TASK OBJECTIVE
Search the listing for the string "DomResult" and copy every line that contains it.

DATA
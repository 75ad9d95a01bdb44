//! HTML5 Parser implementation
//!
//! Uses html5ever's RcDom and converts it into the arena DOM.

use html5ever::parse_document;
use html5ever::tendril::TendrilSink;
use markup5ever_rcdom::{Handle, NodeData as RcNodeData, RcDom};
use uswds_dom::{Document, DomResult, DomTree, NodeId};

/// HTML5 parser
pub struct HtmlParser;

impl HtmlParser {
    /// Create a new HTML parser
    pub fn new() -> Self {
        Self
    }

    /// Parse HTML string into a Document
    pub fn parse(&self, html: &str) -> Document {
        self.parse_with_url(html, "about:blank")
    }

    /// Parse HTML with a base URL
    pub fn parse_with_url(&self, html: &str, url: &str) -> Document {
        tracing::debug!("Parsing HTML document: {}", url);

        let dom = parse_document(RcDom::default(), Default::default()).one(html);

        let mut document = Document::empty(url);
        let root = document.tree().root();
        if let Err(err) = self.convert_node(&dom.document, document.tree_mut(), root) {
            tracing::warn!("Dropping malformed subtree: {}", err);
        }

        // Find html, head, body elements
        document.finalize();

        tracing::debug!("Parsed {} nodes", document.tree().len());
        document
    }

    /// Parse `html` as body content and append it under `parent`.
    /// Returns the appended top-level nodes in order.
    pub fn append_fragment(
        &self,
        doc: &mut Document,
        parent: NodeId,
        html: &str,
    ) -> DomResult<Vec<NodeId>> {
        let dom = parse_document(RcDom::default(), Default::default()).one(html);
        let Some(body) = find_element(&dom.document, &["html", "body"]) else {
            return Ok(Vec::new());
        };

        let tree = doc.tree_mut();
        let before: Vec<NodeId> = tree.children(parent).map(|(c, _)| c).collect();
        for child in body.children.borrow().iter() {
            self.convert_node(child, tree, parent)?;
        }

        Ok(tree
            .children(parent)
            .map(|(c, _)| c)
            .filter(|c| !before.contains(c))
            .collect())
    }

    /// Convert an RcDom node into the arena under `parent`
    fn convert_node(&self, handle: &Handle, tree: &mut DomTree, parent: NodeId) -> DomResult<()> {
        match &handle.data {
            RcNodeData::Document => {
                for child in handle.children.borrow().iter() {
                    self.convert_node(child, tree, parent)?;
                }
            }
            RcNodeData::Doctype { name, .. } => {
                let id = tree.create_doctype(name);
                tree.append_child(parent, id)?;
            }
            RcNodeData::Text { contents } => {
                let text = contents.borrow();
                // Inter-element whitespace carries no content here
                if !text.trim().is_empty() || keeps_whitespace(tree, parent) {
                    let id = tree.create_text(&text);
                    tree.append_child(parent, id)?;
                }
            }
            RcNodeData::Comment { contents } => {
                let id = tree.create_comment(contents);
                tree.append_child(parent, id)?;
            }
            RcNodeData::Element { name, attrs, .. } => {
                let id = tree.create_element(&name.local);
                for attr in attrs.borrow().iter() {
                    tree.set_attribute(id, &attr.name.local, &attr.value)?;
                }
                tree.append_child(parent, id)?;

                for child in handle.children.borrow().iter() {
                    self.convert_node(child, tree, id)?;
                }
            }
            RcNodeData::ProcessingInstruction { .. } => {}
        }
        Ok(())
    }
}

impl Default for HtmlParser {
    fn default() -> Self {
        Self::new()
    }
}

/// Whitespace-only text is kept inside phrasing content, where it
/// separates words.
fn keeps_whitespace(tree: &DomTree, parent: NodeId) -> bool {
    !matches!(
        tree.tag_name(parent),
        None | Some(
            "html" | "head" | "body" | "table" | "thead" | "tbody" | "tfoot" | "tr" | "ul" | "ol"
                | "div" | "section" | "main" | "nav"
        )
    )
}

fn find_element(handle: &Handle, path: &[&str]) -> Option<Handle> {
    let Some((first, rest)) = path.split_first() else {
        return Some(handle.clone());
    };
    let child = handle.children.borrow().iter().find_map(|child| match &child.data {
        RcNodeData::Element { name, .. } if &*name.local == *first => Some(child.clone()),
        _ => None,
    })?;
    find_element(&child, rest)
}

---

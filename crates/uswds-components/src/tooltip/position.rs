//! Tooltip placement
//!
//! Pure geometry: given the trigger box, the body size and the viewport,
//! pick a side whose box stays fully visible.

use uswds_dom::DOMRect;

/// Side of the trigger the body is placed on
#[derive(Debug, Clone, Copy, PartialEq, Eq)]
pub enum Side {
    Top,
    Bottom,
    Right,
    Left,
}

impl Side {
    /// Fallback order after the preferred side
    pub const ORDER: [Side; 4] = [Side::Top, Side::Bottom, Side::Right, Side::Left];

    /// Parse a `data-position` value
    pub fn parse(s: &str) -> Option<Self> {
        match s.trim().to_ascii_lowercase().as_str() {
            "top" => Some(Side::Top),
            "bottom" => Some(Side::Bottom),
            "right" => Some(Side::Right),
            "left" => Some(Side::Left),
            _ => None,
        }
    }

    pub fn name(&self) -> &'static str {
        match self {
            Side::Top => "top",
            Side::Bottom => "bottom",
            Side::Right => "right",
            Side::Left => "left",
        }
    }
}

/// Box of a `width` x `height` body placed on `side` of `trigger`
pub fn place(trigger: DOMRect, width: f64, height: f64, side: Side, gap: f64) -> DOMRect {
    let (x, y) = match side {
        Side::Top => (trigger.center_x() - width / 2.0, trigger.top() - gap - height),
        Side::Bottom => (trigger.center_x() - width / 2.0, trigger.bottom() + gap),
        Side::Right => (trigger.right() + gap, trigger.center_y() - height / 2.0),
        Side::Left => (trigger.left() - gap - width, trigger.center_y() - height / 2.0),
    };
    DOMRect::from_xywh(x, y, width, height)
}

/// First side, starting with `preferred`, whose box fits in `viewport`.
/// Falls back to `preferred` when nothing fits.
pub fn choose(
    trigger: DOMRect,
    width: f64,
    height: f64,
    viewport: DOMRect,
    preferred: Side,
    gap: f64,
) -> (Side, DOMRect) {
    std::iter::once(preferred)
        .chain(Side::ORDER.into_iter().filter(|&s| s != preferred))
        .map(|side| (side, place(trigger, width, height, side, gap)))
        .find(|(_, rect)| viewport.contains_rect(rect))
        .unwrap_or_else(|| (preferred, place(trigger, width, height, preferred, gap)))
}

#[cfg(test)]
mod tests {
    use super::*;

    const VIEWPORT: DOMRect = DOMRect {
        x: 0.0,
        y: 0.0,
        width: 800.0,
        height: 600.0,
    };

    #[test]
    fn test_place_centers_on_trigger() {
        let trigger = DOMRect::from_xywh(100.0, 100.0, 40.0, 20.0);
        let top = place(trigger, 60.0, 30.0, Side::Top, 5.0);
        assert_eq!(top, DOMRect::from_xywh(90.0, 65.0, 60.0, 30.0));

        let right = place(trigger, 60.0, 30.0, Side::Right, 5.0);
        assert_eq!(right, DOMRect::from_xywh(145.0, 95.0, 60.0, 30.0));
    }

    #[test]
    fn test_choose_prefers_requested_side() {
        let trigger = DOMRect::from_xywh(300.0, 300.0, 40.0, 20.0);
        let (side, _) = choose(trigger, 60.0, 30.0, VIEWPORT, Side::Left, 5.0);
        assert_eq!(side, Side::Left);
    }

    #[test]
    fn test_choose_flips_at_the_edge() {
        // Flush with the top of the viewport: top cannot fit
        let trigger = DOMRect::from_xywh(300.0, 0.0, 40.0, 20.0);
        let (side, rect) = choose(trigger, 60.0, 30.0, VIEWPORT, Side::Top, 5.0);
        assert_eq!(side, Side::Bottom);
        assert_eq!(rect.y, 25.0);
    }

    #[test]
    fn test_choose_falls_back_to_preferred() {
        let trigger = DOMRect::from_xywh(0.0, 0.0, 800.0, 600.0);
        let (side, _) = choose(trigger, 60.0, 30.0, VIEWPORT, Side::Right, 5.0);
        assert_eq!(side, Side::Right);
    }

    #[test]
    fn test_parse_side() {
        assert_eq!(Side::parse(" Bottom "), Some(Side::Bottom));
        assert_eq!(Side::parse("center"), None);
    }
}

WORKED SOLUTION
use uswds_dom::{Document, DomResult, DomTree, NodeId};
    ) -> DomResult<Vec<NodeId>> {
    fn convert_node(&self, handle: &Handle, tree: &mut DomTree, parent: NodeId) -> DomResult<()> {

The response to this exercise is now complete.